Why do scientists care about worms?

Whether in the wild or in the lab, worms have an interesting story to tell. Sinhyu/iStock via Getty Images

Helen Robertson, University of Chicago

I traveled to a marine research station on a picturesque Swedish fjord many times over the four years I worked on my Ph.D. What brought me back again and again? Buried in the mud off the west coast of Sweden lives a small orangey brown worm, which, to the untrained eye, looks entirely insignificant.

blobby brownish worm
The author’s worm of choice, Xenoturbella. Fraser Simpson, CC BY-ND

The fact that I devoted so much study to this boring-looking worm was a source of great amusement to my friends. To them, and perhaps to most people, the word worm conjures up the idea of a fat pink earthworm. So why sift through tons of mud from a freezing Swedish fjord to find a handful of animals I could dig up in the garden?

Broadly defined, a worm is any relatively small soft-bodied animal, but there’s an amazing amount of diversity in this group. These animals live across the globe, and some of them are remarkably resilient; they can be found in habitats ranging from deep-sea hydrothermal vents to lakes that are three times saltier than the sea. “Worm” is really a catchall term for a huge variety of animals with different characteristics that span the tree of life.

This diversity means that scientists from many different disciplines are interested in lots of different species of worms. For instance, my worm from the fjord, called Xenoturbella bocki, holds a pivotal position for understanding animal evolution.

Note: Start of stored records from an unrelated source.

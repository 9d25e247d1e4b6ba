pub mod ingest;
pub mod show_config;
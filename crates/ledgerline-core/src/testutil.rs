//! In-memory source and sink doubles shared by unit tests

use std::collections::VecDeque;

use crate::error::{FetchError, SinkError};
use crate::record::{PageRequest, TransferRecord};
use crate::sink::Sink;
use crate::source::RecordSource;

pub fn record(i: u64) -> TransferRecord {
    TransferRecord {
        extrinsic_index: format!("{i}-1"),
        block_num: i,
        block_timestamp: 1_600_000_000 + i as i64,
        from: "alice".to_string(),
        to: "bob".to_string(),
        amount: format!("{i}.000000000001"),
        success: true,
    }
}

pub fn records(range: std::ops::Range<u64>) -> Vec<TransferRecord> {
    range.map(record).collect()
}

/// Serves scripted responses in order, then empty pages forever
#[derive(Default)]
pub struct ScriptedSource {
    responses: VecDeque<Result<Vec<TransferRecord>, FetchError>>,
    pub requests: Vec<PageRequest>,
}

impl ScriptedSource {
    pub fn new(responses: Vec<Result<Vec<TransferRecord>, FetchError>>) -> Self {
        Self {
            responses: responses.into(),
            requests: Vec::new(),
        }
    }

    /// `n` records split into full pages of `page_size`, then an empty page
    pub fn paged(n: u64, page_size: u64) -> Self {
        let all = records(0..n);
        let pages = all
            .chunks(page_size as usize)
            .map(|c| Ok(c.to_vec()))
            .collect();
        Self::new(pages)
    }
}

impl RecordSource for ScriptedSource {
    fn fetch_page(&mut self, request: &PageRequest) -> Result<Vec<TransferRecord>, FetchError> {
        self.requests.push(request.clone());
        self.responses.pop_front().unwrap_or_else(|| Ok(Vec::new()))
    }
}

/// Records every flushed batch; fails the calls listed in `fail_on`
#[derive(Default)]
pub struct MemorySink {
    pub batches: Vec<Vec<TransferRecord>>,
    pub calls: usize,
    pub fail_on: Vec<usize>,
}

impl MemorySink {
    pub fn failing_on(calls: &[usize]) -> Self {
        Self {
            fail_on: calls.to_vec(),
            ..Default::default()
        }
    }

    pub fn flattened(&self) -> Vec<TransferRecord> {
        self.batches.iter().flatten().cloned().collect()
    }
}

impl Sink for MemorySink {
    fn flush(&mut self, batch: &[TransferRecord]) -> Result<(), SinkError> {
        let call = self.calls;
        self.calls += 1;
        if self.fail_on.contains(&call) {
            return Err(SinkError::Transport {
                status: Some(503),
                message: "backend unavailable".to_string(),
            });
        }
        self.batches.push(batch.to_vec());
        Ok(())
    }
}
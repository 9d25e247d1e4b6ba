//! Sink interface and the Parquet part-file sink

use std::fs::{self, File};
use std::io;
use std::path::{Path, PathBuf};

use parquet::arrow::ArrowWriter;
use parquet::basic::{Compression, ZstdLevel};
use parquet::file::properties::WriterProperties;

use crate::error::SinkError;
use crate::record::TransferRecord;
use crate::schema;

/// Destination for flushed batches.
///
/// A flush is a best-effort append of the whole batch. Duplicate writes
/// across retried flushes are allowed.
pub trait Sink {
    fn flush(&mut self, batch: &[TransferRecord]) -> Result<(), SinkError>;
}

impl<S: Sink + ?Sized> Sink for Box<S> {
    fn flush(&mut self, batch: &[TransferRecord]) -> Result<(), SinkError> {
        (**self).flush(batch)
    }
}

impl<S: Sink + ?Sized> Sink for &mut S {
    fn flush(&mut self, batch: &[TransferRecord]) -> Result<(), SinkError> {
        (**self).flush(batch)
    }
}

/// Writes each flushed batch as its own `{table}_{NNNNN}.parquet` file.
///
/// Parts are written to a `.tmp` path and renamed once the footer is on
/// disk, so a visible part file is always complete. Numbering continues
/// after the highest existing part, so repeated runs append.
pub struct ParquetSink {
    table: String,
    output_dir: PathBuf,
    props: WriterProperties,
    next_part: usize,
    row_count: usize,
}

impl std::fmt::Debug for ParquetSink {
    fn fmt(&self, f: &mut std::fmt::Formatter<'_>) -> std::fmt::Result {
        f.debug_struct("ParquetSink")
            .field("table", &self.table)
            .field("output_dir", &self.output_dir)
            .field("next_part", &self.next_part)
            .field("row_count", &self.row_count)
            .finish_non_exhaustive()
    }
}

impl ParquetSink {
    pub fn new(table: &str, output_dir: &Path, zstd_level: i32) -> Result<Self, io::Error> {
        fs::create_dir_all(output_dir)?;
        cleanup_tmp_files(output_dir)?;

        let level = ZstdLevel::try_new(zstd_level)
            .map_err(|e| io::Error::new(io::ErrorKind::InvalidInput, e))?;
        let props = WriterProperties::builder()
            .set_compression(Compression::ZSTD(level))
            .build();
        let next_part = next_part_index(output_dir, table)?;
        if next_part > 0 {
            log::info!(
                "{table}: {next_part} existing parts in {}, appending",
                output_dir.display()
            );
        }

        Ok(Self {
            table: table.to_string(),
            output_dir: output_dir.to_path_buf(),
            props,
            next_part,
            row_count: 0,
        })
    }

    /// Rows written by this sink so far
    pub fn row_count(&self) -> usize {
        self.row_count
    }

    fn part_path(&self, idx: usize) -> PathBuf {
        self.output_dir
            .join(format!("{}_{idx:05}.parquet", self.table))
    }

    /// Write one part file atomically, returning its final path
    pub fn write_part(&mut self, batch: &[TransferRecord]) -> Result<PathBuf, io::Error> {
        let final_path = self.part_path(self.next_part);
        let mut tmp_name = final_path.clone().into_os_string();
        tmp_name.push(".tmp");
        let tmp_path = PathBuf::from(tmp_name);

        let record_batch = schema::to_record_batch(batch).map_err(io::Error::other)?;
        let file = File::create(&tmp_path)?;
        let mut writer =
            ArrowWriter::try_new(file, schema::transfers().clone(), Some(self.props.clone()))
                .map_err(io::Error::other)?;
        writer.write(&record_batch).map_err(io::Error::other)?;
        writer.close().map_err(io::Error::other)?;
        fs::rename(&tmp_path, &final_path)?;

        self.next_part += 1;
        self.row_count += batch.len();
        log::debug!("wrote {} ({} rows)", final_path.display(), batch.len());
        Ok(final_path)
    }
}

impl Sink for ParquetSink {
    fn flush(&mut self, batch: &[TransferRecord]) -> Result<(), SinkError> {
        self.write_part(batch).map(|_| ()).map_err(SinkError::Io)
    }
}

/// One past the highest `{table}_{NNNNN}.parquet` index in `dir`
fn next_part_index(dir: &Path, table: &str) -> io::Result<usize> {
    let prefix = format!("{table}_");
    let mut next = 0;
    for entry in fs::read_dir(dir)? {
        let name = entry?.file_name();
        let Some(name) = name.to_str() else { continue };
        let idx = name
            .strip_prefix(&prefix)
            .and_then(|rest| rest.strip_suffix(".parquet"))
            .and_then(|digits| digits.parse::<usize>().ok());
        if let Some(idx) = idx {
            next = next.max(idx + 1);
        }
    }
    Ok(next)
}

/// Remove stale .tmp files in the output directory
pub fn cleanup_tmp_files(output_dir: &Path) -> io::Result<()> {
    for entry in fs::read_dir(output_dir)? {
        let entry = entry?;
        let path = entry.path();
        if path.extension().is_some_and(|ext| ext == "tmp") {
            log::warn!("Removing stale tmp file: {}", path.display());
            fs::remove_file(&path)?;
        }
    }
    Ok(())
}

At first glance you might think that people and all these worms have very little in common. But really, many worm species provide opportunities for scientists to perform basic research on cells and systems that can be translated into information about our biological origins, and even relevant applications for human development and health.

Regeneration

If your head is chopped off, you won’t grow a new one. But if you were a planarian flatworm, you wouldn’t just grow a new head – your head would also grow a new body. Cut one of these inconspicuous worms into hundreds of tiny pieces, and you’ll end up with hundreds of new animals. Planaria are truly the masters of regeneration. https://www.youtube.com/embed/vXN_5SPBPtM?wmode=transparent&start=0 Watch Planaria regenerate before your eyes.

In order to achieve this feat, both the instructions and the materials for constructing a new body must be present in each of those fragments. These building blocks are called neoblasts: stem cells distributed throughout the worm that have the potential to become any adult cell type.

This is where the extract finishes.